There are similar results with 2x2 matrices which have max determinant = 1:
[tex]\left\{\left(
\begin{array}{cc}
1 & 0 \\
0 & 1
\end{array}
\right),\left(
\begin{array}{cc}
1 & 0 \\
1 & 1
\end{array}
\right),\left(
\begin{array}{cc}
1 & 1 \\
0 & 1
\end{array}
\right)\right\}[/tex]

For 4x4 matrices there are 60 matrices with the max determinant of 3. But only 5 non-similar matrices.
For higher dimensions, the brute force approach is not so good!

In arbitrary dimensions you can always construct the NxN matrix with elements
[tex]A_{ij} = 1 - \delta_{i,j-1}[/tex] where the indices are evaluated mod N. For the N=3 case, this yields the matrix you considered and for arbitrary N, this matrix has determinant det(A) = N-1.

You could also construct the matrix [tex]B_{ij} = 1 - \delta_{i,j}[/tex]. This has determinant det(B) = -(-1)N(N-1). Which is positive for odd dimensions.

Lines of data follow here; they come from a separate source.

/// Design, offsets and penalty actually handed to the fitter
fn model_setup(
    params: &ResidualParams,
    n_samples: usize,
    size_factors: Array1<f64>,
) -> Result<(DesignMatrix, Array1<f64>, Option<RidgePenalty>)> {
    let design = match &params.design {
        Some(design) if design.n_samples() != n_samples => {
            return Err(TransformError::DimensionMismatch {
                expected: format!("design with {} rows", n_samples),
                got: format!("design with {} rows", design.n_samples()),
            })
        }
        Some(design) => design.clone(),
        None => DesignMatrix::intercept(n_samples),
    };
    if let Some(lambda) = params.ridge_penalty {
        if !(lambda >= 0.0) || !lambda.is_finite() {
            return Err(TransformError::InvalidInput {
                reason: format!("ridge penalty must be finite and non-negative, got {}", lambda),
            });
        }
    }

    if params.offset_model {
        let ridge = params
            .ridge_penalty
            .map(|lambda| RidgePenalty::toward_zero(lambda, design.n_coefficients(), design.intercept_index()));
        return Ok((design, size_factors, ridge));
    }

    // Depth enters as a covariate whose slope is shrunk toward 1
    let with_depth = design.with_log_depth_column(&size_factors)?;
    let mut targets = vec![None; design.n_coefficients()];
    targets.push(Some(1.0));
    let ridge = RidgePenalty {
        lambda: params.ridge_penalty.unwrap_or(DEFAULT_DEPTH_RIDGE),
        targets,
    };
    let unit = Array1::ones(n_samples);
    Ok((with_depth, unit, Some(ridge)))
}

/// Check a fit against the data and apply the requested trend substitution
fn finalize_fit(mut fit: GammaPoissonFit, dim: (usize, usize), params: &ResidualParams) -> Result<GammaPoissonFit> {
    fit.check_dim(dim)?;
    if params.overdispersion_shrinkage {
        fit.substitute_trend()?;
    }
    Ok(fit)
}

/// Validate `params` and fit the model for `counts`
fn fit_model(counts: &Counts, params: &ResidualParams, fitter: &dyn ModelFitter) -> Result<GammaPoissonFit> {
    let (n_genes, n_samples) = counts.dim();
    params.clipping.bound(n_samples)?;
    let overdispersion = fit_overdispersion(&params.overdispersion)?;

    let size_factors = resolve_size_factors(&params.size_factors, counts, None)?;
    let (design, offsets, ridge_penalty) = model_setup(params, n_samples, size_factors)?;

    log::info!(
        "Computing {} residuals for {} genes x {} samples ({})",
        params.kind,
        n_genes,
        n_samples,
        if params.offset_model { "offset model" } else { "depth covariate" }
    );
    let request = FitRequest {
        counts,
        design: &design,
        size_factors: &offsets,
        overdispersion,
        overdispersion_shrinkage: params.overdispersion_shrinkage,
        ridge_penalty,
        block: params.block.clone(),
    };
    let fit = fitter.fit(&request)?;
    finalize_fit(fit, (n_genes, n_samples), params)
}

fn compute_residuals(
    counts: &Counts,
    was_vector: bool,
    fit: GammaPoissonFit,
    params: &ResidualParams,
    streams: &dyn StreamFactory,
) -> Result<ResidualOutput> {
    let clip = params.clipping.bound(counts.n_samples())?;
    let kernel = ResidualKernel::new(params.kind, &fit, streams, clip);
    let residuals = counts.apply_blockwise(&kernel, &params.block)?;
    kernel.report();

    Ok(ResidualOutput {
        residuals: restore(residuals, was_vector)?,
        fit: if params.return_fit { Some(fit) } else { None },
    })
}

/// Residual transform with the built-in IRLS fitter
pub fn residual_transform(
    input: impl Into<InputData>,
    params: &ResidualParams,
    streams: &dyn StreamFactory,
) -> Result<ResidualOutput> {
    residual_transform_with(input, params, streams, &IrlsFitter::default())
}

/// Fit a Gamma-Poisson model with `fitter` and return its residuals
///
/// Errors from the fitter are returned unchanged.
pub fn residual_transform_with(
    input: impl Into<InputData>,
    params: &ResidualParams,
    streams: &dyn StreamFactory,
    fitter: &dyn ModelFitter,
) -> Result<ResidualOutput> {
    let (counts, was_vector) = normalize(input.into())?;
    let fit = fit_model(&counts, params, fitter)?;
    compute_residuals(&counts, was_vector, fit, params, streams)
}

/// Fit, then hand the residuals to `sink` one block at a time
///
/// Returns the fit when `params.return_fit` is set.
pub fn residual_transform_into(
    counts: &Counts,
    params: &ResidualParams,
    streams: &dyn StreamFactory,
    fitter: &dyn ModelFitter,
    sink: &mut dyn BlockSink,
) -> Result<Option<GammaPoissonFit>> {
    let fit = fit_model(counts, params, fitter)?;
    let clip = params.clipping.bound(counts.n_samples())?;
    let kernel = ResidualKernel::new(params.kind, &fit, streams, clip);
    counts.apply_blockwise_into(&kernel, &params.block, sink)?;
    kernel.report();
    Ok(if params.return_fit { Some(fit) } else { None })
}

/// Residuals of an already fitted model
///
/// Only `kind`, `overdispersion_shrinkage`, `clipping`, `return_fit` and
/// `block` of `params` are used.
pub fn residuals_from_fit(
    input: impl Into<InputData>,
    fit: GammaPoissonFit,
    params: &ResidualParams,
    streams: &dyn StreamFactory,
) -> Result<ResidualOutput> {
    let (counts, was_vector) = normalize(input.into())?;
    let fit = finalize_fit(fit, counts.dim(), params)?;
    compute_residuals(&counts, was_vector, fit, params, streams)
}

#[cfg(test)]
mod tests {
    use super::*;
    use crate::glm::{quantile_residual, LOG_DEPTH_COLUMN};
    use crate::rng::SeededStreams;
    use crate::data::InMemoryBlocks;
    use ndarray::array;
    use rand::SeedableRng;
    use rand_distr::{Distribution, Gamma, Poisson};

    fn simulate(n_genes: usize, n_samples: usize, alpha: f64, seed: u64) -> (Array2<f64>, Array1<f64>) {
        let mut rng = rand::rngs::StdRng::seed_from_u64(seed);
        let depth: Array1<f64> = (0..n_samples).map(|j| 0.5 + (j % 4) as f64 * 0.4).collect();
        let mut counts = Array2::zeros((n_genes, n_samples));
        for gene in 0..n_genes {
            let mean = 2.0 + (gene % 20) as f64 * 3.0;
            for sample in 0..n_samples {
                let mu = mean * depth[sample];
                let gamma = Gamma::new(1.0 / alpha, mu * alpha).unwrap();
                let lambda: f64 = gamma.sample(&mut rng);
                counts[[gene, sample]] = Poisson::new(lambda.max(1e-12)).unwrap().sample(&mut rng);
            }
        }
        (counts, depth)
    }

    fn hand_fit() -> GammaPoissonFit {
        GammaPoissonFit {
            beta: array![[2.0_f64.ln()]],
            coefficient_names: vec!["Intercept".to_string()],
            mu: array![[2.0, 2.0, 2.0]],
            overdispersions: array![0.1],
            overdispersion_trend: None,
            original_overdispersions: None,
            size_factors: array![1.0, 1.0, 1.0],
            design: array![[1.0], [1.0], [1.0]],
            deviances: array![0.0],
        }
    }

    fn pearson_params() -> ResidualParams {
        ResidualParams {
            kind: ResidualKind::Pearson,
            ..ResidualParams::default()
        }
    }

    #[test]
    fn test_pearson_from_fit_hand_values() {
        let counts = array![[0.0, 5.0, 10.0]];
        let out = residuals_from_fit(counts, hand_fit(), &pearson_params(), &SeededStreams::default()).unwrap();
        let r = out.residuals.to_dense().unwrap();
        let sd = 2.4_f64.sqrt();
        assert!((r[[0, 0]] + 2.0 / sd).abs() < 1e-12);
        assert!((r[[0, 1]] - 3.0 / sd).abs() < 1e-12);
        assert!((r[[0, 2]] - 8.0 / sd).abs() < 1e-12);
        assert!(out.fit.is_none());
    }

    #[test]
    fn test_clipping() {
        let counts = array![[0.0, 5.0, 10.0]];
        let mut params = pearson_params();
        params.clipping = Clipping::SqrtSamples;
        let r = residuals_from_fit(counts.clone(), hand_fit(), &params, &SeededStreams::default())
            .unwrap()
            .residuals
            .to_dense()
            .unwrap();
        let bound = 3.0_f64.sqrt();
        assert!((r[[0, 0]] + 2.0 / 2.4_f64.sqrt()).abs() < 1e-12);
        assert_eq!(r[[0, 1]], bound);
        assert_eq!(r[[0, 2]], bound);

        params.clipping = Clipping::Value(1.0);
        let r = residuals_from_fit(counts.clone(), hand_fit(), &params, &SeededStreams::default())
            .unwrap()
            .residuals
            .to_dense()
            .unwrap();
        assert_eq!(r, array![[-1.0, 1.0, 1.0]]);

        params.clipping = Clipping::Value(0.0);
        assert!(residuals_from_fit(counts, hand_fit(), &params, &SeededStreams::default()).is_err());
    }

    #[test]
    fn test_injected_stream_at_midpoint_matches_quantile() {
        let counts = array![[0.0, 1.0, 4.0]];
        let half = |_block: usize| -> Box<dyn UniformSource + Send> { Box::new(|| 0.5) };
        let params = ResidualParams {
            kind: ResidualKind::RandomizedQuantile,
            ..ResidualParams::default()
        };
        let r = residuals_from_fit(counts, hand_fit(), &params, &half)
            .unwrap()
            .residuals
            .to_dense()
            .unwrap();
        for (j, y) in [0.0, 1.0, 4.0].iter().enumerate() {
            assert!((r[[0, j]] - quantile_residual(*y, 2.0, 0.1)).abs() < 1e-12);
        }
    }

    #[test]
    fn test_seeded_reproducibility() {
        let (counts, _) = simulate(30, 12, 0.1, 5);
        let params = ResidualParams {
            overdispersion: OverdispersionSpec::Fixed(Overdispersion::Scalar(0.1)),
            block: BlockParams { block_rows: 7 },
            ..ResidualParams::default()
        };
        let run = |seed: u64| {
            residual_transform(counts.clone(), &params, &SeededStreams::new(seed))
                .unwrap()
                .residuals
                .to_dense()
                .unwrap()
        };
        let first = run(42);
        assert_eq!(first, run(42));
        assert_ne!(first, run(43));
    }

    #[test]
    fn test_randomized_residuals_are_standard_normal() {
        let (counts, _) = simulate(200, 40, 0.2, 17);
        let out = residual_transform(counts, &ResidualParams::default(), &SeededStreams::new(3)).unwrap();
        let r = out.residuals.to_dense().unwrap();
        let n = r.len() as f64;
        let mean = r.sum() / n;
        let var = r.iter().map(|x| (x - mean).powi(2)).sum::<f64>() / (n - 1.0);
        assert!(mean.abs() < 0.05, "mean {}", mean);
        assert!((var - 1.0).abs() < 0.1, "variance {}", var);
    }

    #[test]
    fn test_shrinkage_keeps_original_estimates() {
        let (counts, _) = simulate(60, 10, 0.3, 23);
        let params = ResidualParams {
            kind: ResidualKind::Pearson,
            overdispersion_shrinkage: true,
            return_fit: true,
            ..ResidualParams::default()
        };
        let out = residual_transform(counts, &params, &SeededStreams::default()).unwrap();
        let fit = out.fit.unwrap();
        let trend = fit.overdispersion_trend.clone().unwrap();
        assert_eq!(fit.overdispersions, trend);
        let original = fit.original_overdispersions.unwrap();
        assert_eq!(original.len(), 60);
        assert_ne!(original, trend);
    }

    #[test]
    fn test_depth_covariate_model() {
        let (counts, _) = simulate(40, 16, 0.1, 31);
        let params = ResidualParams {
            kind: ResidualKind::Pearson,
            offset_model: false,
            ridge_penalty: Some(50.0),
            return_fit: true,
            ..ResidualParams::default()
        };
        let fit = residual_transform(counts, &params, &SeededStreams::default())
            .unwrap()
            .fit
            .unwrap();
        assert_eq!(fit.coefficient_names.last().map(String::as_str), Some(LOG_DEPTH_COLUMN));
        assert!(fit.size_factors.iter().all(|&s| s == 1.0));
        // a strong penalty keeps the depth slope close to its target of 1
        let slopes = fit.beta.column(1);
        let mean_slope = slopes.sum() / slopes.len() as f64;
        assert!((mean_slope - 1.0).abs() < 0.1, "slope {}", mean_slope);
    }

    #[test]
    fn test_rejected_overdispersion_requests() {
        let counts = array![[1.0, 2.0], [3.0, 4.0]];
        for spec in [
            OverdispersionSpec::FromModel,
            OverdispersionSpec::Fixed(Overdispersion::PerEntry(array![[0.1, 0.1], [0.1, 0.1]])),
        ] {
            let params = ResidualParams {
                overdispersion: spec,
                ..ResidualParams::default()
            };
            assert!(matches!(
                residual_transform(counts.clone(), &params, &SeededStreams::default()),
                Err(TransformError::InvalidInput { .. })
            ));
        }
    }

    #[test]
    fn test_fitter_errors_propagate() {
        struct Failing;
        impl ModelFitter for Failing {
            fn fit(&self, _request: &FitRequest<'_>) -> Result<GammaPoissonFit> {
                Err(TransformError::ModelFit {
                    reason: "no convergence".to_string(),
                })
            }
        }
        let result = residual_transform_with(
            array![[1.0, 2.0]],
            &pearson_params(),
            &SeededStreams::default(),
            &Failing,
        );
        match result {
            Err(TransformError::ModelFit { reason }) => assert_eq!(reason, "no convergence"),
            other => panic!("expected the fitter's error, got {:?}", other),
        }
    }

    #[test]
    fn test_streaming_matches_in_memory() {
        let (counts, _) = simulate(25, 8, 0.1, 41);
        let params = ResidualParams {
            overdispersion: OverdispersionSpec::Fixed(Overdispersion::Scalar(0.1)),
            block: BlockParams { block_rows: 10 },
            ..ResidualParams::default()
        };
        let streams = SeededStreams::new(9);
        let in_memory = residual_transform(counts.clone(), &params, &streams)
            .unwrap()
            .residuals
            .to_dense()
            .unwrap();

        let mut sink = InMemoryBlocks::new(8);
        let (matrix, _) = normalize(InputData::Dense(counts)).unwrap();
        residual_transform_into(&matrix, &params, &streams, &IrlsFitter::default(), &mut sink).unwrap();
        assert_eq!(sink.to_dense().unwrap(), in_memory);
    }

    #[test]
    fn test_wrong_model_shape() {
        let counts = array![[1.0, 2.0]];
        assert!(matches!(
            residuals_from_fit(counts, hand_fit(), &pearson_params(), &SeededStreams::default()),
            Err(TransformError::DimensionMismatch { .. })
        ));
    }
}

These matrices can be thought of as the adjacency matrices of (non-weighted) directional graphs with self-loops.
I attached a picture of the graphs for the matrices A for N=3,4,5,6.
The matrix B corresponds to the http://en.wikipedia.org/wiki/Complete_graph" [Broken] (undirected) graphs.

Anyway...
the case of 3x3 matrices that you were interested in is amenable to brute force and can be completely solved. The easiest way to generate all such matrices is to use the binary representation of all numbers from 0 to [tex]2^{n^2}-1[/tex].
Sorry I couldn't think of a decent proof - these types of problems are not my forte.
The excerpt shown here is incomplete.